One of the main catalysts for the rapid approach of political collapse is the parliament and presidency irresistible desire to solve their tactical tasks outside the country’s constitutional field and to give only nominal legality to their maneuvers. According to experts, in recent weeks, events that dynamically replace each other begin acquiring the first alarming signs and that might lead to a sharp turn towards quite non-democratic forms of internal political struggle.
If the current crisis situation does not find its legal solution and blocks the functionality of the state system, then internal pressure may eventually rush into the streets. Recently, non-systemic opposition forces (that do possess a chance to break into the new parliament in the event of early elections) have increasingly begun to articulate the idea of no alternative to mass protests in order to force the current people’s representatives yield to the will of the people. In conditions when Maia Sandu, being the leader of the entire opposition mainstream, found herself in a somewhat hopeless position and could not offer a clear algorithm, acting by trial and error, the same Our Party and the Civil Congress have good chances to intercept the agenda and lead street resistance.
Attention is drawn to the ultimatum rhetoric that Igor Dodon has recently begun using against the president in public space. Apparently, Sandu’s intransigence forces the socialists’ leader to one way or another, act more decisively and go to open confrontation. This is not entirely characteristic of the ex-president, who, judging by the experience of recent years, still prefers political compromises and behind-the-scenes agreements, rather than open and violent conflicts.
Experts believe that the leaders of the conditional parliamentary majority have several practical options in their arsenal which can be used up to a certain critical point – on March 23, when a three-month period expires, during which, most likely, a new government will not be appointed. After that, Maia Sandu plans to once again appeal to the highest judicial body of the country, since, in her opinion, these circumstances create sufficient grounds for launching the dissolving parliament procedure and calling new elections.
Despite Igor Dodon’s pacifying statements that the socialists do not intend initiating an impeachment procedure against the incumbent president, as practice shows, the PSRM may eventually decide to take such a measure. The main difficulty of such an event is the need to find 68 votes of deputies for the temporary suspension of Sandu from her duties. The potential success of such an event opens up the possibility of appointing a cabinet of ministers, which, apparently, should meet the interests of those very 2/3 of the current people’s representatives. Thus, if the stars converge on the Moldovan political horizon, then under certain circumstances, the vote of impeachment becomes quite an attainable goal.

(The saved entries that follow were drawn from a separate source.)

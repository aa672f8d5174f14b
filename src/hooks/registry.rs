use std::collections::BTreeMap;
use std::fmt;
use std::sync::Arc;
use std::time::Duration;

use crate::error::{ProxusError, Result};

use super::types::{HookKind, RuleModule, RulePredicate, RuleResolver};

/// 注册表中的一条 Hook 绑定
#[derive(Clone)]
pub struct RegistryEntry {
    name: Arc<str>,
    kind: HookKind,
    global: bool,
    predicate: Option<Arc<dyn RulePredicate>>,
    resolver: Arc<dyn RuleResolver>,
    timeout: Option<Duration>,
}

impl RegistryEntry {
    pub fn name(&self) -> &str {
        &self.name
    }

    pub fn kind(&self) -> HookKind {
        self.kind
    }

    pub fn is_global(&self) -> bool {
        self.global
    }

    pub fn timeout(&self) -> Option<Duration> {
        self.timeout
    }

    pub(crate) fn predicate(&self) -> Option<&Arc<dyn RulePredicate>> {
        self.predicate.as_ref()
    }

    pub(crate) fn resolver(&self) -> &Arc<dyn RuleResolver> {
        &self.resolver
    }
}

impl fmt::Debug for RegistryEntry {
    fn fmt(&self, f: &mut fmt::Formatter<'_>) -> fmt::Result {
        f.debug_struct("RegistryEntry")
            .field("name", &self.name)
            .field("kind", &self.kind)
            .field("global", &self.global)
            .field("timeout", &self.timeout)
            .finish()
    }
}

/// 按 Hook 类型分类的规则注册表
///
/// 构建后只读。每个 Hook 下的顺序就是注册顺序，调度器按它决定合并优先级。
#[derive(Debug, Default, Clone)]
pub struct RuleRegistry {
    hooks: BTreeMap<HookKind, Vec<RegistryEntry>>,
}

impl RuleRegistry {
    /// 把展平后的模块按 Hook 类型归类
    ///
    /// 绑定缺少解析器，或作用域绑定缺少谓词时返回模块加载错误。
    pub fn classify<I>(modules: I) -> Result<Self>
    where
        I: IntoIterator<Item = RuleModule>,
    {
        let mut hooks: BTreeMap<HookKind, Vec<RegistryEntry>> = BTreeMap::new();

        for module in modules {
            if module.is_group() {
                return Err(ProxusError::module_load(
                    module.name(),
                    "nested rule groups must be flattened before classification",
                ));
            }

            let name: Arc<str> = Arc::from(module.name());
            for (kind, binding) in module.bindings() {
                let resolver = binding.resolver.clone().ok_or_else(|| {
                    ProxusError::module_load(
                        module.name(),
                        format!("binding for {kind} declares no resolve function"),
                    )
                })?;

                let predicate = if binding.global {
                    if binding.predicate.is_some() {
                        tracing::debug!(
                            rule = %name,
                            hook = %kind,
                            "global binding declares shouldResolve, ignored"
                        );
                    }
                    None
                } else {
                    Some(binding.predicate.clone().ok_or_else(|| {
                        ProxusError::module_load(
                            module.name(),
                            format!("scoped binding for {kind} declares no shouldResolve function"),
                        )
                    })?)
                };

                hooks.entry(*kind).or_default().push(RegistryEntry {
                    name: Arc::clone(&name),
                    kind: *kind,
                    global: binding.global,
                    predicate,
                    resolver,
                    timeout: binding.timeout,
                });
            }
        }

        Ok(Self { hooks })
    }

    pub fn entries(&self, kind: HookKind) -> &[RegistryEntry] {
        self.hooks.get(&kind).map(Vec::as_slice).unwrap_or(&[])
    }

    pub fn is_empty(&self, kind: HookKind) -> bool {
        self.entries(kind).is_empty()
    }

    /// 拆分为（全局，作用域）两组，各自保持注册顺序
    pub fn partition(&self, kind: HookKind) -> (Vec<&RegistryEntry>, Vec<&RegistryEntry>) {
        self.entries(kind).iter().partition(|entry| entry.global)
    }

    pub fn summary(&self) -> RegistrySummary {
        let hooks = HookKind::ALL
            .iter()
            .map(|kind| {
                let (global, scoped) = self.partition(*kind);
                (*kind, (global.len(), scoped.len()))
            })
            .collect();
        RegistrySummary { hooks }
    }
}

/// 注册表概览，用于启动日志与 `check` 命令
#[derive(Debug, Clone, PartialEq, Eq)]
pub struct RegistrySummary {
    hooks: BTreeMap<HookKind, (usize, usize)>,
}

impl RegistrySummary {
    /// 返回（全局数量，作用域数量）
    pub fn counts(&self, kind: HookKind) -> (usize, usize) {
        self.hooks.get(&kind).copied().unwrap_or((0, 0))
    }

    pub fn total(&self) -> usize {
        self.hooks.values().map(|(g, s)| g + s).sum()
    }
}

impl fmt::Display for RegistrySummary {
    fn fmt(&self, f: &mut fmt::Formatter<'_>) -> fmt::Result {
        for (kind, (global, scoped)) in &self.hooks {
            writeln!(f, "{kind}: {global} global, {scoped} scoped")?;
        }
        Ok(())
    }
}
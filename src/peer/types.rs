use serde::{Deserialize, Serialize};
use webrtc::ice_transport::ice_candidate::RTCIceCandidateInit;
use webrtc::peer_connection::sdp::sdp_type::RTCSdpType;
use webrtc::peer_connection::sdp::session_description::RTCSessionDescription;

use crate::error::TransportError;

#[derive(Serialize, Deserialize, Debug, Clone, Copy, PartialEq, Eq)]
#[serde(rename_all = "lowercase")]
pub enum SdpKind {
    Offer,
    Answer,
}

/// Session description as stored in the relay: `{"type": "offer", "sdp": "..."}`.
///
/// The blob is opaque to the coordinator; only the negotiator parses the SDP.
#[derive(Serialize, Deserialize, Debug, Clone, PartialEq, Eq)]
pub struct SessionDescription {
    #[serde(rename = "type")]
    pub kind: SdpKind,
    pub sdp: String,
}

impl SessionDescription {
    pub fn offer(sdp: impl Into<String>) -> Self {
        Self {
            kind: SdpKind::Offer,
            sdp: sdp.into(),
        }
    }

    pub fn answer(sdp: impl Into<String>) -> Self {
        Self {
            kind: SdpKind::Answer,
            sdp: sdp.into(),
        }
    }

    /// Parses the SDP into a webrtc description of the same kind.
    pub(crate) fn to_rtc(&self) -> Result<RTCSessionDescription, TransportError> {
        let parsed = match self.kind {
            SdpKind::Offer => RTCSessionDescription::offer(self.sdp.clone()),
            SdpKind::Answer => RTCSessionDescription::answer(self.sdp.clone()),
        };
        parsed.map_err(|e| TransportError::Malformed(format!("{:?} sdp: {e}", self.kind)))
    }

    pub(crate) fn from_rtc(desc: &RTCSessionDescription) -> Result<Self, TransportError> {
        let kind = match desc.sdp_type {
            RTCSdpType::Offer => SdpKind::Offer,
            RTCSdpType::Answer => SdpKind::Answer,
            other => {
                return Err(TransportError::Malformed(format!(
                    "unexpected local description type {other}"
                )))
            }
        };
        Ok(Self {
            kind,
            sdp: desc.sdp.clone(),
        })
    }
}

/// ICE candidate in the browser `toJSON()` shape, so either side of the relay
/// can be a browser or this crate.
#[derive(Serialize, Deserialize, Debug, Clone, PartialEq, Eq, Hash, PartialOrd, Ord)]
pub struct IceCandidate {
    pub candidate: String,
    #[serde(rename = "sdpMid", default)]
    pub sdp_mid: Option<String>,
    #[serde(rename = "sdpMLineIndex", default)]
    pub sdp_mline_index: Option<u16>,
    #[serde(rename = "usernameFragment", default, skip_serializing_if = "Option::is_none")]
    pub username_fragment: Option<String>,
}

/// Candidate type taken from the `typ` attribute.
#[derive(Debug, Clone, Copy, PartialEq, Eq)]
pub enum CandidateKind {
    Host,
    ServerReflexive,
    PeerReflexive,
    Relay,
    Unknown,
}

impl IceCandidate {
    pub fn kind(&self) -> CandidateKind {
        let mut parts = self.candidate.split_whitespace();
        while let Some(part) = parts.next() {
            if part == "typ" {
                return match parts.next() {
                    Some("host") => CandidateKind::Host,
                    Some("srflx") => CandidateKind::ServerReflexive,
                    Some("prflx") => CandidateKind::PeerReflexive,
                    Some("relay") => CandidateKind::Relay,
                    _ => CandidateKind::Unknown,
                };
            }
        }
        CandidateKind::Unknown
    }

    /// The end-of-candidates marker browsers emit carries an empty string.
    pub fn is_end_of_candidates(&self) -> bool {
        self.candidate.trim().is_empty()
    }
}

impl From<RTCIceCandidateInit> for IceCandidate {
    fn from(init: RTCIceCandidateInit) -> Self {
        Self {
            candidate: init.candidate,
            sdp_mid: init.sdp_mid,
            sdp_mline_index: init.sdp_mline_index,
            username_fragment: init.username_fragment,
        }
    }
}

impl From<IceCandidate> for RTCIceCandidateInit {
    fn from(c: IceCandidate) -> Self {
        RTCIceCandidateInit {
            candidate: c.candidate,
            sdp_mid: c.sdp_mid,
            sdp_mline_index: c.sdp_mline_index,
            username_fragment: c.username_fragment,
        }
    }
}

/// ICE server entry
#[derive(Serialize, Deserialize, Debug, Clone, PartialEq, Eq)]
pub struct ServerConfig {
    pub id: String,
    pub r#type: String, // 'stun' or 'turn'
    pub url: String,
    #[serde(default)]
    pub username: Option<String>,
    #[serde(default)]
    pub credential: Option<String>,
}

impl ServerConfig {
    pub fn stun(id: &str, url: &str) -> Self {
        Self {
            id: id.into(),
            r#type: "stun".into(),
            url: url.into(),
            username: None,
            credential: None,
        }
    }
}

The epidemiological situation in the country keeps aggravating for several weeks in a row, there’s no visible prospect of large vaccine supplies to Moldova, the penetration of COVID-19 mutations form the necessary background to justify introducing the next restrictive measures, which Aureliu Ciocoi, the acting Moldovan Prime Minister, carefully began announcing. The essence of the initiative is to expand the capabilities of the current interim government, including by means of introducing a state of emergency in the country.
Taking into account the control over the current Cabinet of Ministers that the Socialist Party retains, it can be concluded that the idea of strengthening the positions of the executive body of power during the period of political transition is in demand. Taking into account separate signals from other parliamentary factions, this idea has serious chances of support in order to neutralize the president’s attempts and radically change the existing personnel configuration in ministries and departments.
Moreover, in accordance with the current legislation, the state of emergency restricts the possibility of holding elections to central and local public authorities, including republican and local referendums. Thus, the parliamentary majority has a theoretical opportunity to block announcing and appointing early elections to the country’s legislative body, as well as send the president to a protracted impeachment and solve the problem of appointing a loyal government.
Cancelling elections introducing a state of emergency was discussed even during the presidential campaign, but then there were clear signals from Chisinau’s international partners, primarily the EU and the United States, about the inexpediency of such a step. Nevertheless, the emerging epidemiological situation gives a little more reason for it. Not to mention the fact that now the political stakes are much higher, since we are not talking about the struggle for a ceremonial post, but for very specific prospects for control over the country in the coming years.